Figure 2 is a perspective view of an audio apparatus comprising a horizontal Sound Projector and a camera used for head tracking;

Figure 3 is a perspective view of an audio apparatus comprising a horizontal Sound Projector and two cameras used for precise head tracking;

Figure 4 shows apparatus for implementing a spatial parameter processor means; and Figure 5 shows a top view of a Sound Projector that is providing a listener 3 with a sound field having a virtual origin 2. Sound delivery

According to a first aspect of the present invention, an array loudspeaker is used instead of 2 or more discrete loudspeakers, to deliver sound, preferably 3Dsound, to a listener's ears, by directing two or more beams (each carrying different components of the sound) towards the listener. The overall size of the array loudspeaker is chosen such that it is able to produce reasonably directional beams over the most important band of frequencies for sound to be perceived by the listener, for example from say 200-300 Hz up to 5-10KHz. So for example, a 1.27m array (approx 50 inches - matched to the case size of a nominal 50-inch diagonal TV screen) might be expected to be able to produce a well-directed beam down to frequencies below 300Hz. The experimentally measured 3dB beam half-angle at a distance of ~2m is about 21deg when unfocused, which is much less than the nearly 90deg half-angle beam of a small single transducer loudspeaker. When focussed at ~2m in front of the array the half-angle beamwidth reduces to ~15deg. At 1 KHz the measured beam half-angle reduces to less than 7deg when the beam is focussed at ~2m in front of the array. Clearly, with such narrow beamwidths the proportion of radiated sound from the array being diffusely spread around all the scattering surfaces in the listening room is greatly reduced over the small-discrete-loudspeaker case.
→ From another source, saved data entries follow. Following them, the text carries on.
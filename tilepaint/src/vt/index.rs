//! The vector tile index.

use std::collections::HashMap;
use std::sync::Arc;

use parking_lot::Mutex;
use thiserror::Error;
use tracing::{debug, trace};

use super::clip::clip;
use super::convert::convert;
use super::tile::{InternalTile, VectorTile};
use super::types::{Axis, ProjectedFeature};
use super::wrap::wrap;
use crate::collection::FeatureCollection;
use crate::config::{GEOJSON_MAX_ZOOM, VECTOR_TILE_EXTENT};
use crate::coord::{TileCoord, MAX_ZOOM};

/// Errors raised while building a tile index.
#[derive(Debug, Clone, PartialEq, Eq, Error)]
pub enum TileIndexError {
    #[error("max zoom {0} is outside the supported range 0-24")]
    InvalidMaxZoom(u8),

    #[error("index max zoom {index_max_zoom} exceeds max zoom {max_zoom}")]
    InvalidIndexMaxZoom { index_max_zoom: u8, max_zoom: u8 },
}

/// Tiling parameters.
#[derive(Debug, Clone, PartialEq)]
pub struct TileIndexOptions {
    /// Deepest zoom at which tiles are produced; tiles at this zoom keep
    /// every vertex.
    pub max_zoom: u8,
    /// Deepest zoom built eagerly at construction.
    pub index_max_zoom: u8,
    /// Tiles with at most this many points are not split eagerly.
    pub index_max_points: usize,
    /// Simplification tolerance in tile extent units.
    pub tolerance: f64,
    /// Integer coordinate range of one tile edge.
    pub extent: u32,
    /// Buffer around each tile in extent units.
    pub buffer: u32,
}

impl Default for TileIndexOptions {
    fn default() -> Self {
        Self {
            max_zoom: GEOJSON_MAX_ZOOM,
            index_max_zoom: 5,
            index_max_points: 100_000,
            tolerance: 3.0,
            extent: VECTOR_TILE_EXTENT,
            buffer: 1024,
        }
    }
}

impl TileIndexOptions {
    pub fn with_max_zoom(mut self, max_zoom: u8) -> Self {
        self.max_zoom = max_zoom;
        self
    }

    pub fn with_index_max_zoom(mut self, index_max_zoom: u8) -> Self {
        self.index_max_zoom = index_max_zoom;
        self
    }

    pub fn with_index_max_points(mut self, index_max_points: usize) -> Self {
        self.index_max_points = index_max_points;
        self
    }

    pub fn with_tolerance(mut self, tolerance: f64) -> Self {
        self.tolerance = tolerance;
        self
    }

    pub fn with_extent(mut self, extent: u32) -> Self {
        self.extent = extent;
        self
    }

    pub fn with_buffer(mut self, buffer: u32) -> Self {
        self.buffer = buffer;
        self
    }

    /// Checks the zoom limits.
    pub fn validate(&self) -> Result<(), TileIndexError> {
        if self.max_zoom > MAX_ZOOM {
            return Err(TileIndexError::InvalidMaxZoom(self.max_zoom));
        }
        if self.index_max_zoom > self.max_zoom {
            return Err(TileIndexError::InvalidIndexMaxZoom {
                index_max_zoom: self.index_max_zoom,
                max_zoom: self.max_zoom,
            });
        }
        Ok(())
    }
}

/// Quadtree of vector tiles cut from a feature collection.
///
/// Tiles down to `index_max_zoom` are built when the index is created;
/// deeper tiles are sliced from their nearest stored ancestor the first time
/// they are requested and are kept for later requests.
///
/// # Example
///
/// ```ignore
/// let index = VectorTileIndex::build(&collection, TileIndexOptions::default())?;
/// if let Some(tile) = index.get_tile(3, 4, 2) {
///     println!("{} features", tile.features.len());
/// }
/// ```
#[derive(Debug)]
pub struct VectorTileIndex {
    options: TileIndexOptions,
    tiles: Mutex<HashMap<u64, InternalTile>>,
}

impl VectorTileIndex {
    /// Projects, simplifies and tiles `collection`.
    pub fn build(
        collection: &FeatureCollection,
        options: TileIndexOptions,
    ) -> Result<Self, TileIndexError> {
        options.validate()?;

        let features = convert(collection, options.max_zoom, options.extent, options.tolerance);
        let features = wrap(features, options.buffer as f64 / options.extent as f64);

        let index = Self {
            options,
            tiles: Mutex::new(HashMap::new()),
        };

        if !features.is_empty() {
            let mut tiles = index.tiles.lock();
            index.split_tile(&mut tiles, features, TileCoord::new(0, 0, 0), None);
            debug!(
                features = collection.len(),
                tiles = tiles.len(),
                "Built vector tile index"
            );
        }

        Ok(index)
    }

    pub fn options(&self) -> &TileIndexOptions {
        &self.options
    }

    /// Number of tiles currently stored.
    pub fn tile_count(&self) -> usize {
        self.tiles.lock().len()
    }

    /// Returns the tile at `z/x/y`, slicing it on demand.
    ///
    /// `x` wraps around the world. Returns `None` if `z` exceeds the maximum
    /// zoom, `y` is out of range, or no data covers the tile.
    pub fn get_tile(&self, z: u8, x: u32, y: u32) -> Option<Arc<VectorTile>> {
        if z > MAX_ZOOM {
            return None;
        }

        let z2 = 1u32 << z;
        if y >= z2 {
            return None;
        }
        let x = x & (z2 - 1);

        let id = to_id(z, x, y);
        let mut tiles = self.tiles.lock();

        if let Some(tile) = tiles.get_mut(&id) {
            return Some(tile.transform(self.options.extent));
        }

        let mut parent = TileCoord::new(z, x, y);
        let mut source = None;
        while parent.z > 0 {
            parent = TileCoord::new(parent.z - 1, parent.x >> 1, parent.y >> 1);
            if let Some(tile) = tiles.get(&to_id(parent.z, parent.x, parent.y)) {
                source = tile.source.clone();
                break;
            }
        }

        let source = source?;
        trace!(from = %parent, to = %TileCoord::new(z, x, y), "Slicing tile on demand");
        self.split_tile(&mut tiles, source, parent, Some(TileCoord::new(z, x, y)));

        tiles
            .get_mut(&id)
            .map(|tile| tile.transform(self.options.extent))
    }

    /// Splits features into tiles, starting at `start`.
    ///
    /// Without a `target`, splitting stops at `index_max_zoom` or once a tile
    /// is small enough. With a target, only the target's ancestors are split
    /// until the target zoom is reached.
    fn split_tile(
        &self,
        tiles: &mut HashMap<u64, InternalTile>,
        features: Vec<Arc<ProjectedFeature>>,
        start: TileCoord,
        target: Option<TileCoord>,
    ) {
        let opts = &self.options;
        let mut stack = vec![(features, start)];

        while let Some((features, coord)) = stack.pop() {
            let TileCoord { z, x, y } = coord;
            let z2 = (1u64 << z) as f64;
            let id = to_id(z, x, y);

            let tile = tiles.entry(id).or_insert_with(|| {
                let tolerance = if z == opts.max_zoom {
                    0.0
                } else {
                    opts.tolerance / (z2 * opts.extent as f64)
                };
                InternalTile::create(&features, coord, tolerance)
            });

            match target {
                None => {
                    if z == opts.index_max_zoom || tile.num_points <= opts.index_max_points {
                        tile.source = Some(features);
                        continue;
                    }
                }
                Some(target) => {
                    if z == opts.max_zoom || z == target.z {
                        tile.source = Some(features);
                        continue;
                    }
                    let steps = target.z - z;
                    if x != target.x >> steps || y != target.y >> steps {
                        tile.source = Some(features);
                        continue;
                    }
                }
            }

            tile.source = None;
            if features.is_empty() {
                continue;
            }

            let (min_x, min_y, max_x, max_y) = (tile.min_x, tile.min_y, tile.max_x, tile.max_y);

            let k1 = 0.5 * opts.buffer as f64 / opts.extent as f64;
            let k2 = 0.5 - k1;
            let k3 = 0.5 + k1;
            let k4 = 1.0 + k1;
            let (fx, fy) = (x as f64, y as f64);

            let left = clip(&features, z2, fx - k1, fx + k3, Axis::X, min_x, max_x);
            let right = clip(&features, z2, fx + k2, fx + k4, Axis::X, min_x, max_x);
            drop(features);

            let quad = |half: &[Arc<ProjectedFeature>]| {
                if half.is_empty() {
                    (Vec::new(), Vec::new())
                } else {
                    (
                        clip(half, z2, fy - k1, fy + k3, Axis::Y, min_y, max_y),
                        clip(half, z2, fy + k2, fy + k4, Axis::Y, min_y, max_y),
                    )
                }
            };
            let (tl, bl) = quad(&left);
            let (tr, br) = quad(&right);

            let cz = z + 1;
            stack.push((tl, TileCoord::new(cz, x * 2, y * 2)));
            stack.push((bl, TileCoord::new(cz, x * 2, y * 2 + 1)));
            stack.push((tr, TileCoord::new(cz, x * 2 + 1, y * 2)));
            stack.push((br, TileCoord::new(cz, x * 2 + 1, y * 2 + 1)));
        }
    }
}

#[inline]
fn to_id(z: u8, x: u32, y: u32) -> u64 {
    (((1u64 << z) * y as u64 + x as u64) << 5) + z as u64
}

#[cfg(test)]
mod tests {
    use super::*;
    use crate::collection::SourceFeature;
    use crate::tile::{GeomType, Properties};
    use geo::{point, polygon, Geometry};

    fn collection(geometries: Vec<Geometry<f64>>) -> FeatureCollection {
        FeatureCollection::new(
            geometries
                .into_iter()
                .map(|g| SourceFeature::new(Some(g), Properties::new()))
                .collect(),
        )
    }

    #[test]
    fn test_default_options() {
        let opts = TileIndexOptions::default();
        assert_eq!(opts.max_zoom, 24);
        assert_eq!(opts.extent, 4096);
        assert_eq!(opts.buffer, 1024);
        assert_eq!(opts.index_max_zoom, 5);
    }

    #[test]
    fn test_max_zoom_out_of_range() {
        let result = VectorTileIndex::build(
            &FeatureCollection::empty(),
            TileIndexOptions::default().with_max_zoom(25),
        );
        assert!(matches!(result, Err(TileIndexError::InvalidMaxZoom(25))));
    }

    #[test]
    fn test_empty_collection_has_no_tiles() {
        let index =
            VectorTileIndex::build(&FeatureCollection::empty(), TileIndexOptions::default())
                .unwrap();
        assert_eq!(index.tile_count(), 0);
        assert!(index.get_tile(0, 0, 0).is_none());
    }

    #[test]
    fn test_root_tile_point() {
        let fc = collection(vec![point!(x: 0.0, y: 0.0).into()]);
        let index = VectorTileIndex::build(&fc, TileIndexOptions::default()).unwrap();
        let tile = index.get_tile(0, 0, 0).unwrap();
        assert_eq!(tile.features.len(), 1);
        assert_eq!(tile.features[0].geom_type, GeomType::Point);
        assert_eq!(tile.features[0].geometry, vec![vec![[2048, 2048]]]);
    }

    #[test]
    fn test_deep_tile_sliced_on_demand() {
        // Point at lon 10, lat 10 lies in tile 10/540/483.
        let fc = collection(vec![point!(x: 10.0, y: 10.0).into()]);
        let index = VectorTileIndex::build(&fc, TileIndexOptions::default()).unwrap();
        let before = index.tile_count();

        let tile = index.get_tile(10, 540, 483).unwrap();
        assert_eq!(tile.features.len(), 1);
        let [px, py] = tile.features[0].geometry[0][0];
        assert!((0..4096).contains(&px), "x {}", px);
        assert!((0..4096).contains(&py), "y {}", py);
        assert!(index.tile_count() > before);

        let again = index.get_tile(10, 540, 483).unwrap();
        assert!(Arc::ptr_eq(&tile, &again));
    }

    #[test]
    fn test_tile_far_from_data_is_empty() {
        let fc = collection(vec![point!(x: 10.0, y: 10.0).into()]);
        let index = VectorTileIndex::build(&fc, TileIndexOptions::default()).unwrap();
        let tile = index.get_tile(3, 0, 7);
        assert!(tile.map_or(true, |t| t.is_empty()));
    }

    #[test]
    fn test_x_wraps_around() {
        let fc = collection(vec![point!(x: 10.0, y: 10.0).into()]);
        let index = VectorTileIndex::build(&fc, TileIndexOptions::default()).unwrap();
        let a = index.get_tile(1, 1, 0).unwrap();
        let b = index.get_tile(1, 3, 0).unwrap();
        assert!(Arc::ptr_eq(&a, &b));
        assert!(index.get_tile(1, 0, 2).is_none());
    }

    #[test]
    fn test_polygon_spans_child_tiles() {
        let poly = polygon![
            (x: -20.0, y: -20.0), (x: 20.0, y: -20.0),
            (x: 20.0, y: 20.0), (x: -20.0, y: 20.0), (x: -20.0, y: -20.0)
        ];
        let fc = collection(vec![poly.into()]);
        let index = VectorTileIndex::build(&fc, TileIndexOptions::default()).unwrap();
        for (x, y) in [(0, 0), (1, 0), (0, 1), (1, 1)] {
            let tile = index.get_tile(1, x, y).unwrap();
            assert_eq!(tile.features.len(), 1, "tile 1/{}/{}", x, y);
            assert_eq!(tile.features[0].geom_type, GeomType::Polygon);
        }
    }

    #[test]
    fn test_to_id_unique_per_zoom() {
        assert_ne!(to_id(1, 0, 1), to_id(2, 2, 0));
        assert_eq!(to_id(0, 0, 0), 0);
    }
}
Preferably according to the present invention, the array loudspeaker is used to deliver sound or 3DSound to a listener, with the added feature that the beam or beams carrying information for the left ear are directed towards the left ear of the listener, and the beam or beams carrying information for the right ear are directed towards the right ear of the listener. Preferably, the beams are delivered to the ears as precisely as possible. In this way the relative intensity at each ear of beams intended for that ear are increased relative to the opposing ear. The net effect is improved discrimination of the desired signals at each ear. The beam to each ear can be made to carry sound signals representative of what that ear would have heard in the original sound field that is to be reproduced for the listener. This can be achieved using a HRTF, to create 3Dsound. These signals are similar to those presented to the ears when reproducing surround sound over headphones. It is the differences between the two signals that allows the listener to infer multiply different sound sources around her head.

When wearing headphones there is little or no cross-talk between the channels (i.e. the right ear hears almost only the sounds intended for the right ear, and similarly for the left ear, because of the isolation between the ear provided by the headphones). When attempting to deliver these types of sound signals to a listener via a pair of standard loudspeakers a great deal of work has to be done to (partially) cancel the crosstalk effects, as the stereo loudspeakers by themselves deliver an almost similar amplitude of signal to each ear, and much compensation is required, relying on knowledge of Head-Related-Transfer-Functions (HRTF) and the listener's head position, prior to transmission of the sounds by the loudspeakers. However, using a DsoP it is possible to quite tightly focus (at least the higher frequency portion of the spectrum) a separate beam onto each ear (or in the vicinity of each ear), and for each such beam to carry suitably different signals to convey the required information about the entire sound field to be reproduced. The cross talk can be made quite small with a sufficiently sized DsoP array, above a given frequency. However at frequencies whose wavelengths are large compared to the inter-ear-spacing distance, only low-levels of separation are possible with this technique and the crosstalk will become larger.

Preferably, the beam or beams directed towards the left ear of the listener are also focussed at a distance from the array corresponding to the distance of the listener's left ear from the array, and the beam or beams directed towards the right ear of the listener are also focussed at a distance from the array corresponding to the distance of the listener's right ear from the array. Accordingly, the focal spot for each beam is in the vicinity of each respective ear of the user. In this way the relative intensity at each ear of beams intended for that ear are further increased relative to the opposing ear.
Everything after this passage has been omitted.